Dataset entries
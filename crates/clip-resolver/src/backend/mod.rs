//! Clip generation backends.

use std::path::Path;

use serde::{Deserialize, Serialize};

use mvgen_project_model::GenerationParams;

pub mod http;

pub use http::HttpGenerationBackend;

/// What the backend is asked to produce for one scene.
#[derive(Debug, Clone, PartialEq, Serialize, Deserialize)]
pub struct GenerationRequest {
    pub scene_id: String,
    pub prompt: String,
    pub duration_secs: f64,
    /// `W:H`
    pub aspect_ratio: String,
    /// `WxH`
    pub resolution: String,
    #[serde(default)]
    pub params: GenerationParams,
}

/// Backend-issued handle for a submitted job.
#[derive(Debug, Clone, PartialEq, Eq, Hash, Serialize, Deserialize)]
pub struct JobHandle {
    pub job_id: String,
    pub scene_id: String,
}

/// A finished asset, ready to be fetched.
#[derive(Debug, Clone, PartialEq, Eq, Serialize, Deserialize)]
pub struct GeneratedAsset {
    /// Absolute URL, or a path relative to the backend base URL.
    pub location: String,
}

/// Result of one status poll.
#[derive(Debug, Clone, PartialEq)]
pub enum JobStatus {
    Pending { progress: Option<f64> },
    Ready(GeneratedAsset),
    Failed { reason: String },
}

/// Backend call failures, split by whether retrying can help.
#[derive(Debug, thiserror::Error)]
pub enum BackendError {
    #[error("transient backend error: {0}")]
    Transient(String),

    #[error("backend error: {0}")]
    Permanent(String),

    #[error("I/O error: {0}")]
    Io(#[from] std::io::Error),
}

impl BackendError {
    pub fn is_transient(&self) -> bool {
        matches!(self, Self::Transient(_))
    }
}

/// Abstract interface for an asynchronous clip generation service.
///
/// Implementations must be shareable across resolver tasks.
#[async_trait::async_trait]
pub trait GenerationBackend: Send + Sync {
    /// Human-readable backend name for logs.
    fn name(&self) -> &str;

    /// Submit a generation job.
    async fn submit(&self, request: &GenerationRequest) -> Result<JobHandle, BackendError>;

    /// Query the status of a submitted job.
    async fn poll(&self, job: &JobHandle) -> Result<JobStatus, BackendError>;

    /// Download a finished asset to `dest`.
    async fn fetch(&self, asset: &GeneratedAsset, dest: &Path) -> Result<(), BackendError>;
}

- ASSIGNED TASK
Copy from the entries above each line in which the string "poll" can be found.

- REPLY TO THE TASK
/// Result of one status poll.
    async fn poll(&self, job: &JobHandle) -> Result<JobStatus, BackendError>;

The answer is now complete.